(Your objective)
The required output is the whole listing below, unchanged.

(Given records)
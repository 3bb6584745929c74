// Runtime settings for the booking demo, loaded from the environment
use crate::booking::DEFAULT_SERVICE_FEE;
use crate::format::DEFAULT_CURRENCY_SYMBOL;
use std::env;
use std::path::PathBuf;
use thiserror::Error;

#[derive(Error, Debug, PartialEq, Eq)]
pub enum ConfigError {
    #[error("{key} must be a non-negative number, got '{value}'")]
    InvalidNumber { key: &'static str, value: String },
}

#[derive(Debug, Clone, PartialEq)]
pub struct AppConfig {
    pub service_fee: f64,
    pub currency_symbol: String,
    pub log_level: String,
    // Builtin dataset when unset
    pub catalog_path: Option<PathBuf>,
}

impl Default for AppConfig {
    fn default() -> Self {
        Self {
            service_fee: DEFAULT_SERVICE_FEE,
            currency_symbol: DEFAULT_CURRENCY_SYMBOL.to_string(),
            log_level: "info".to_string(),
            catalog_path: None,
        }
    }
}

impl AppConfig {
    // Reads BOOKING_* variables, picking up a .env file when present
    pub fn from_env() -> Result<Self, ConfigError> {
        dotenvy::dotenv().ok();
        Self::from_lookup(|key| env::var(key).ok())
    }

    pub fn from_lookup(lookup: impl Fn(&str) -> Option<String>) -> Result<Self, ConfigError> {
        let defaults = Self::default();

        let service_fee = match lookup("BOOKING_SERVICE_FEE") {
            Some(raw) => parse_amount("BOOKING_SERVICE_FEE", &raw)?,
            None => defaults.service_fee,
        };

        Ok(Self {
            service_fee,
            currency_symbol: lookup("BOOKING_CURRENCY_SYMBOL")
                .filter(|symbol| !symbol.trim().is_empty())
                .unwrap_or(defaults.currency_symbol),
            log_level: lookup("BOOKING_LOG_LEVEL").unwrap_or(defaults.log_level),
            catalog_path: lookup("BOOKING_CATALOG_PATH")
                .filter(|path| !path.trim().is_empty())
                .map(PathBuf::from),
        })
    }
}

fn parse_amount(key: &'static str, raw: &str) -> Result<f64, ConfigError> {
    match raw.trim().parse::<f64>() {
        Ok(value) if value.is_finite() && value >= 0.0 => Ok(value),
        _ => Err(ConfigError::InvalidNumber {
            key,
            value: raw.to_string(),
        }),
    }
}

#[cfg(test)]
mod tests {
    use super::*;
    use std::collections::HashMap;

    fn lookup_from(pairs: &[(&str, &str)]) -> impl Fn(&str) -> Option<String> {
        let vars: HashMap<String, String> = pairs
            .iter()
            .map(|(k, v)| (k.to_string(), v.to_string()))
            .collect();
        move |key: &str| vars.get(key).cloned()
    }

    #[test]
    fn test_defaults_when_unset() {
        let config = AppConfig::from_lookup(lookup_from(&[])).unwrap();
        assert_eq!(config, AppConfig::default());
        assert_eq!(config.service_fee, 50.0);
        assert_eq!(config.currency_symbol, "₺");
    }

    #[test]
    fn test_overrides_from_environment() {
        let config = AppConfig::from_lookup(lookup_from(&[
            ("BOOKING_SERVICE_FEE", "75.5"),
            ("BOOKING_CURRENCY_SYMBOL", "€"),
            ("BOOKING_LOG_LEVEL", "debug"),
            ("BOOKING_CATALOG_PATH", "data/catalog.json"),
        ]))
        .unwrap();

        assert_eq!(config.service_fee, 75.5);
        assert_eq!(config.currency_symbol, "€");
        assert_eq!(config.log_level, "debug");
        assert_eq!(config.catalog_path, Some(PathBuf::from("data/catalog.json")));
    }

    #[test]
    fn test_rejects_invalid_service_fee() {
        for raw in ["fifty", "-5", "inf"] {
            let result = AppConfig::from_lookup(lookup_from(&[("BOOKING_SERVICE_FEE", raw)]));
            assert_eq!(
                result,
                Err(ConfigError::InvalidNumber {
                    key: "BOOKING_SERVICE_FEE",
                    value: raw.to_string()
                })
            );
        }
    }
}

(Expected answer)
repository 3bb6584745929c74
// Runtime settings for the booking demo, loaded from the environment
use crate::booking::DEFAULT_SERVICE_FEE;
use crate::format::DEFAULT_CURRENCY_SYMBOL;
use std::env;
use std::path::PathBuf;
use thiserror::Error;

#[derive(Error, Debug, PartialEq, Eq)]
pub enum ConfigError {
    #[error("{key} must be a non-negative number, got '{value}'")]
    InvalidNumber { key: &'static str, value: String },
}

#[derive(Debug, Clone, PartialEq)]
pub struct AppConfig {
    pub service_fee: f64,
    pub currency_symbol: String,
    pub log_level: String,
    // Builtin dataset when unset
    pub catalog_path: Option<PathBuf>,
}

impl Default for AppConfig {
    fn default() -> Self {
        Self {
            service_fee: DEFAULT_SERVICE_FEE,
            currency_symbol: DEFAULT_CURRENCY_SYMBOL.to_string(),
            log_level: "info".to_string(),
            catalog_path: None,
        }
    }
}

impl AppConfig {
    // Reads BOOKING_* variables, picking up a .env file when present
    pub fn from_env() -> Result<Self, ConfigError> {
        dotenvy::dotenv().ok();
        Self::from_lookup(|key| env::var(key).ok())
    }

    pub fn from_lookup(lookup: impl Fn(&str) -> Option<String>) -> Result<Self, ConfigError> {
        let defaults = Self::default();

        let service_fee = match lookup("BOOKING_SERVICE_FEE") {
            Some(raw) => parse_amount("BOOKING_SERVICE_FEE", &raw)?,
            None => defaults.service_fee,
        };

        Ok(Self {
            service_fee,
            currency_symbol: lookup("BOOKING_CURRENCY_SYMBOL")
                .filter(|symbol| !symbol.trim().is_empty())
                .unwrap_or(defaults.currency_symbol),
            log_level: lookup("BOOKING_LOG_LEVEL").unwrap_or(defaults.log_level),
            catalog_path: lookup("BOOKING_CATALOG_PATH")
                .filter(|path| !path.trim().is_empty())
                .map(PathBuf::from),
        })
    }
}

fn parse_amount(key: &'static str, raw: &str) -> Result<f64, ConfigError> {
    match raw.trim().parse::<f64>() {
        Ok(value) if value.is_finite() && value >= 0.0 => Ok(value),
        _ => Err(ConfigError::InvalidNumber {
            key,
            value: raw.to_string(),
        }),
    }
}

#[cfg(test)]
mod tests {
    use super::*;
    use std::collections::HashMap;

    fn lookup_from(pairs: &[(&str, &str)]) -> impl Fn(&str) -> Option<String> {
        let vars: HashMap<String, String> = pairs
            .iter()
            .map(|(k, v)| (k.to_string(), v.to_string()))
            .collect();
        move |key: &str| vars.get(key).cloned()
    }

    #[test]
    fn test_defaults_when_unset() {
        let config = AppConfig::from_lookup(lookup_from(&[])).unwrap();
        assert_eq!(config, AppConfig::default());
        assert_eq!(config.service_fee, 50.0);
        assert_eq!(config.currency_symbol, "₺");
    }

    #[test]
    fn test_overrides_from_environment() {
        let config = AppConfig::from_lookup(lookup_from(&[
            ("BOOKING_SERVICE_FEE", "75.5"),
            ("BOOKING_CURRENCY_SYMBOL", "€"),
            ("BOOKING_LOG_LEVEL", "debug"),
            ("BOOKING_CATALOG_PATH", "data/catalog.json"),
        ]))
        .unwrap();

        assert_eq!(config.service_fee, 75.5);
        assert_eq!(config.currency_symbol, "€");
        assert_eq!(config.log_level, "debug");
        assert_eq!(config.catalog_path, Some(PathBuf::from("data/catalog.json")));
    }

    #[test]
    fn test_rejects_invalid_service_fee() {
        for raw in ["fifty", "-5", "inf"] {
            let result = AppConfig::from_lookup(lookup_from(&[("BOOKING_SERVICE_FEE", raw)]));
            assert_eq!(
                result,
                Err(ConfigError::InvalidNumber {
                    key: "BOOKING_SERVICE_FEE",
                    value: raw.to_string()
                })
            );
        }
    }
}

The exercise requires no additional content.